In a further particular the instruction last quoted is archaic. In 1927, driving on the left side of a highway was permitted, under conditions not involved and also “if such left side is clear and unobstructed for at least, one hundred yards ahead”. In 1929 this restriction was relaxed so that driving on the left side was permitted if the highway ahead was clear a sufficient distance to permit two things: (a) The overtaking and passing of an automobile in safety and (b) a return to the right side of the road before coming within one hundred feet of an approaching vehicle. Here again under the facts of this case the giving of the erroneous instruction did not prejudice appellant’s rights. There was a conflict in the evidence as to whether or not, at the time of the collision, appellant was on the wrong side of the center line. If the jury predicated their verdict on the violation of section 122, it was because they found a violation had occurred which would be such under either wording of the section. The error presented does not go to the merits of the ease. The same comment is called for by a further objection to another instruction touching the same subject, wherein the trial court used the expression: “or was driving on the wrong side of the highway without lawful reason”. The point appellant makes is that “unlawful” is not synonymous with “criminal”. Even so, the distinction is plainly one without a difference, so far as the facts of this. case are concerned and could have had no influence on the result. No prejudicial error appears with respect to any instruction.

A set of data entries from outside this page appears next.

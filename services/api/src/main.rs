use hireflow_api::run;

#[tokio::main]
async fn main() {
    if let Err(err) = run().await {
        eprintln!("application error: {err}");
        std::process::exit(1);
    }
}
//! Posting management: creation with evaluator training, updates, and reads.

use std::sync::Arc;
use std::time::Duration;

use tracing::{info, warn};

use super::criteria::build_criteria_export;
use super::dispatch::{train_with_timeout, EvaluatorClient};
use super::domain::{
    Company, CoverLetterQuestion, CoverLetterQuestionId, GradeCriterion, JobPosting, JobPostingId,
    QuestionCriterion, ResumeItem, ResumeItemId, ScoreWeights,
};
use super::errors::RecruitingError;
use super::payload::{CompanyRequest, CriteriaExport, JobPostingRequest};
use super::repository::RecruitingStore;
use super::scheduler::Clock;
use super::status::resolve_posting_status;

/// Posting lifecycle operations. Creation is the one place this system calls
/// the evaluator synchronously: the rubric must be acknowledged before the
/// posting exists, so training failures (including timeouts) fail creation.
pub struct JobPostingService<S, E, C> {
    store: Arc<S>,
    evaluator: Arc<E>,
    clock: Arc<C>,
    train_timeout: Duration,
}

impl<S, E, C> JobPostingService<S, E, C>
where
    S: RecruitingStore + 'static,
    E: EvaluatorClient + 'static,
    C: Clock + 'static,
{
    pub fn new(store: Arc<S>, evaluator: Arc<E>, clock: Arc<C>, train_timeout: Duration) -> Self {
        Self {
            store,
            evaluator,
            clock,
            train_timeout,
        }
    }

    /// Register the single company. A second registration is rejected.
    pub fn register_company(&self, request: CompanyRequest) -> Result<Company, RecruitingError> {
        use super::repository::StoreError;
        match self
            .store
            .register_company(request.name, request.description)
        {
            Ok(company) => Ok(company),
            Err(StoreError::Conflict) => Err(RecruitingError::InvalidArgument(
                "a company is already registered".to_string(),
            )),
            Err(err) => Err(err.into()),
        }
    }

    pub fn company(&self) -> Result<Company, RecruitingError> {
        self.store
            .fetch_company()?
            .ok_or_else(|| RecruitingError::not_found("company", "none registered"))
    }

    /// Create a posting. The initial status is resolved from the dates, never
    /// taken from the request, and the grading rubric is pushed to the
    /// evaluator before the call returns.
    pub async fn create(&self, request: JobPostingRequest) -> Result<JobPosting, RecruitingError> {
        let company = self.company()?;

        let mut posting = JobPosting {
            id: JobPostingId(0), // allocated by the store
            company_id: company.id,
            title: request.title.clone(),
            description: request.description.clone(),
            application_start: request.application_start(),
            application_end: request.application_end(),
            evaluation_end: request.evaluation_end(),
            status: super::domain::PostingStatus::Scheduled,
            weights: weights_from(&request),
            resume_items: resume_items_from(&request),
            cover_letter_questions: questions_from(&request),
        };
        posting.status = resolve_posting_status(
            posting.application_start,
            posting.application_end,
            posting.evaluation_end,
            self.clock.now(),
        );

        let posting = self.store.insert_posting(posting)?;

        // Creation is all-or-nothing: if the evaluator never acknowledges the
        // rubric the posting must not survive, or listings and the status
        // sweep would see a half-created row and a retry would duplicate it.
        let export = build_criteria_export(&posting);
        let trained =
            train_with_timeout(self.evaluator.as_ref(), &export, self.train_timeout).await;
        if let Err(err) = trained {
            if let Err(delete_err) = self.store.delete_posting(posting.id) {
                warn!(
                    job_posting_id = %posting.id,
                    error = %delete_err,
                    "failed to roll back posting after training failure"
                );
            }
            return Err(err.into());
        }

        info!(
            job_posting_id = %posting.id,
            title = %posting.title,
            status = posting.status.label(),
            "job posting created and rubric trained"
        );

        Ok(posting)
    }

    /// Replace a posting's fields and nested definitions wholesale. The status
    /// is recomputed from the new dates; any caller-supplied status is ignored
    /// by construction (the request cannot carry one).
    pub fn update(
        &self,
        id: JobPostingId,
        request: JobPostingRequest,
    ) -> Result<JobPosting, RecruitingError> {
        let existing = self
            .store
            .fetch_posting(id)?
            .ok_or_else(|| RecruitingError::not_found("job posting", id))?;

        let mut posting = JobPosting {
            id: existing.id,
            company_id: existing.company_id,
            title: request.title.clone(),
            description: request.description.clone(),
            application_start: request.application_start(),
            application_end: request.application_end(),
            evaluation_end: request.evaluation_end(),
            status: existing.status,
            weights: weights_from(&request),
            resume_items: resume_items_from(&request),
            cover_letter_questions: questions_from(&request),
        };
        posting.status = resolve_posting_status(
            posting.application_start,
            posting.application_end,
            posting.evaluation_end,
            self.clock.now(),
        );

        Ok(self.store.update_posting(posting)?)
    }

    pub fn get(&self, id: JobPostingId) -> Result<JobPosting, RecruitingError> {
        self.store
            .fetch_posting(id)?
            .ok_or_else(|| RecruitingError::not_found("job posting", id))
    }

    pub fn list(&self) -> Result<Vec<JobPosting>, RecruitingError> {
        Ok(self.store.list_postings()?)
    }

    /// The rubric document as the evaluator would receive it.
    pub fn criteria(&self, id: JobPostingId) -> Result<CriteriaExport, RecruitingError> {
        Ok(build_criteria_export(&self.get(id)?))
    }
}

fn weights_from(request: &JobPostingRequest) -> ScoreWeights {
    ScoreWeights {
        total_score: request.total_score,
        resume_weight_percent: request.resume_score_weight,
        cover_letter_weight_percent: request.cover_letter_score_weight,
        passing_score: request.passing_score,
    }
}

fn resume_items_from(request: &JobPostingRequest) -> Vec<ResumeItem> {
    request
        .resume_items
        .iter()
        .map(|item| ResumeItem {
            id: ResumeItemId(0), // allocated by the store
            name: item.name.clone(),
            item_type: item.item_type,
            required: item.required,
            max_score: item.max_score,
            criteria: item
                .criteria
                .iter()
                .map(|row| GradeCriterion {
                    grade: row.grade,
                    description: row.description.clone(),
                    score_per_grade: row.score_per_grade,
                })
                .collect(),
        })
        .collect()
}

fn questions_from(request: &JobPostingRequest) -> Vec<CoverLetterQuestion> {
    request
        .cover_letter_questions
        .iter()
        .map(|question| CoverLetterQuestion {
            id: CoverLetterQuestionId(0), // allocated by the store
            content: question.content.clone(),
            required: question.required,
            max_characters: question.max_characters,
            criteria: question
                .criteria
                .iter()
                // Criterion rows with blank names carry nothing gradeable.
                .filter(|criterion| !criterion.name.trim().is_empty())
                .map(|criterion| QuestionCriterion {
                    name: criterion.name.clone(),
                    overall_description: criterion.overall_description.clone(),
                    details: criterion
                        .details
                        .iter()
                        .map(|row| GradeCriterion {
                            grade: row.grade,
                            description: row.description.clone(),
                            score_per_grade: row.score_per_grade,
                        })
                        .collect(),
                })
                .collect(),
        })
        .collect()
}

In support of his motion for a new trial, appellant sought the trial court’s order to bring in one of the jurors, that it might be shown that another juror was prejudiced against all bus drivers, and was unable, therefore, to give appellant a fair trial. The trial court declined to take action, a decision of which the appellant is in no position to complain. No attempt was made, so far as is suggested to us, to ascertain the juror’s bias before he was selected. An appellant may not neglect the opportunity given him to guard against unsatisfactory jurors, and then make objection for the first time after an adverse verdict is reached. (People v. Plum, (1929) 97 Cal. App. 253 [275 Pac. 518].)

After the verdict of guilty was received appellant moved for a new trial and applied for probation. The motion was' denied and thereafter it was ordered “that proceedings herein be suspended and defendant granted probation for a period of six years”. No imprisonment was fixed as a condition of probation, financial restitution being the only terms imposed. An appeal was taken from the order denying the motion for a new trial, and from the judgment. The respondent takes the position that there was no judgment, and that the attempted appeal should be dismissed. Appellant apparently acquiesces in the position taken by respondent. In this case every point raised by appellant can be as effectively reviewed on his appeal from the order as it could have been on an appeal from a judgment. We therefore order the appeal from the judgment dismissed. The order denying the motion for a new trial is affirmed.

Conrey, P. J., and Houser, J., concurred.